Battery life in general is also a focus of the line. The 15-inch and 17-inch models can supposedly run for 8 to 9 hours, thanks to highly tweaked power management. From an efficiency standpoint, all Mac notebooks meet Energy Star 5.0 requirements and achieve EPEAT Gold Status. The trackpad on the new MacBook Pros also supports inertial scrolling, which Apple describes as an intuitive way to scroll through large documents and photo libraries.
All models feature a 1066MHz front-side bus, 4GB of 1066 MHz DDR3 SDRAM (expandable to 8GB), LED-backlit displays, a slot-load 8x SuperDrive, AirPort Extreme 802.11n wireless networking, Bluetooth 2.1+EDR, iSight video camera, Multi-Touch trackpad, and illuminated keyboard.
The 13-inch is available in two configurations: a 2.4GHz model with a 250GB hard drive for $1,199 and a 2.66GHz model for $1,499. Ports include a Mini DisplayPort video out, two USB 2.0 ports, a FireWire 800 port, an SD card slot, and combined analog/digital headphone and line in jack. The display boasts a resolution of 1280 by 800, and is available only in a glossy option; build-to-order options include a 320GB or 500GB hard drive, both running at 5400 rpm.
There are three 15-inch MacBook Pro configurations: a $1,799 model with a 2.4GHz Core i5 processor and 320GB hard drive, a 2.53GHz Core i5 and a 500GB hard drive for $1,999, and a 2.66GHz Core i7 with 500GB hard drive, for $2,199. All have both the integrated Intel HD graphics and the Nvidia GeForce GT 330M discrete graphics chip with 256MB of VRAM and a 1440 by 900 glossy display. In terms of ports, they included Gigabit Ethernet, two USB 2.0 ports, one FireWire 800 port, an SD card slot, audio line in (analog/digital), and audio line out/headphone (analog digital).

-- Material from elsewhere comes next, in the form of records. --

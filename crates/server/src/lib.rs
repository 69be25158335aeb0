// SPDX-License-Identifier: BUSL-1.1
// Copyright (c) 2026 Alfred Jean LLC

//! fedreg-server: HTTP surface of the federation registry
//!
//! Routes, scope extraction, error mapping, and static serving of
//! rendered forms. The interesting work happens in `fedreg-engine`;
//! this crate is request/response plumbing.

// Allow panic!/unwrap/expect in test code
#![cfg_attr(test, allow(clippy::panic))]
#![cfg_attr(test, allow(clippy::unwrap_used))]
#![cfg_attr(test, allow(clippy::expect_used))]

pub mod config;
pub mod error;
pub mod routes;

use axum::{
    http::{header::CONTENT_TYPE, Method},
    routing::{get, post},
    Router,
};
use fedreg_engine::Registry;
use fedreg_render::{FormRenderer, ImageRenderer, RenderConfig, RenderError};
use fedreg_storage::{EntryStore, JournalStore, StoreError};
use std::io;
use std::time::Duration;
use thiserror::Error;
use tokio::net::TcpListener;
use tokio::signal::ctrl_c;
#[cfg(unix)]
use tokio::signal::unix::{signal, SignalKind};
use tower_http::cors::CorsLayer;
use tower_http::services::ServeDir;
use tracing::info;

pub use config::Config;
pub use fedreg_engine::FORMS_MOUNT;
pub use routes::{caller_scope, AppState};

#[derive(Debug, Error)]
pub enum ServerError {
    #[error("store error: {0}")]
    Store(#[from] StoreError),
    #[error("render error: {0}")]
    Render(#[from] RenderError),
    #[error("IO error: {0}")]
    Io(#[from] io::Error),
}

/// Build the application router over any store/renderer pair
pub fn router<S: EntryStore, R: FormRenderer>(state: AppState<S, R>) -> Router {
    let cors = CorsLayer::new()
        .allow_methods([Method::GET, Method::POST, Method::DELETE, Method::OPTIONS])
        .allow_headers([CONTENT_TYPE])
        .max_age(Duration::from_secs(60 * 60));

    Router::new()
        .route("/api/entries/{kind}", post(routes::create_entry::<S, R>))
        .route("/api/entries/{kind}", get(routes::list_entries::<S, R>))
        .route(
            "/api/entries/{kind}/{entry_id}",
            get(routes::get_entry::<S, R>).delete(routes::delete_entry::<S, R>),
        )
        .route("/api/entries/{kind}/import", post(routes::import::<S, R>))
        .route("/api/stats/{kind}", get(routes::stats::<S, R>))
        .layer(cors)
        .with_state(state)
}

/// Open the store and renderer, then serve until shutdown
pub async fn run(config: Config) -> Result<(), ServerError> {
    info!("Initializing store at {}", config.data_dir.display());
    let store = JournalStore::open(&config.data_dir)?;

    let renderer = ImageRenderer::new(RenderConfig {
        assets_dir: config.assets_dir.clone(),
        output_dir: config.output_dir.clone(),
        font_file: config.font_file.clone(),
    })?;

    let state = AppState {
        registry: Registry::new(store, renderer),
    };

    let app = router(state).nest_service(FORMS_MOUNT, ServeDir::new(&config.output_dir));

    let address = format!("0.0.0.0:{}", config.port);
    let listener = TcpListener::bind(&address).await?;
    info!("Server running on {address}");

    axum::serve(listener, app)
        .with_graceful_shutdown(shutdown_signal())
        .await?;

    info!("Server shutting down");
    Ok(())
}

async fn shutdown_signal() {
    let interrupt = async {
        if ctrl_c().await.is_ok() {
            info!("Received Ctrl+C, shutting down");
        }
    };

    #[cfg(unix)]
    let terminate = async {
        match signal(SignalKind::terminate()) {
            Ok(mut sig) => {
                sig.recv().await;
                info!("Received terminate signal, shutting down");
            }
            Err(_) => std::future::pending::<()>().await,
        }
    };

    #[cfg(not(unix))]
    let terminate = std::future::pending::<()>();

    tokio::select! {
        _ = interrupt => {},
        _ = terminate => {},
    }
}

The 15-inch build-to-order options include a 15-inch 1680 by 1050 high-resolution display available in both glossy and antiglare options.
The top of the line 17-inch model comes in a single configuration with a 2.53GHz Core i5 processor, a 500GB hard drive, 1920 by 1200 glossy display, and both integrated Intel HD Graphics and the Nvidia GeForce GT 330M processor with 512MB of VRAM. It sports three USB 2.0 ports, a FireWire 800 port, an ExpressCard/34 expansion slot, and separate audio line in and audio line out/headphone jacks.
The 17-inch model’s build-to-order options include a 2.66GHz Core i7 processor, a 500GB 7200rpm hard drive, and an antiglare display.
Build-to-order options across all models include upgrading to 8GB of RAM; adding a 128GB, 256GB, or 512GB solid state drive; the Apple remote; and mini DisplayPort adapters for DVI, VGA, or Dual-Link DVI.
Updated 7:24 PT with details on pricing versus earlier models.
Updated 10:25 PT with details from briefing with Apple.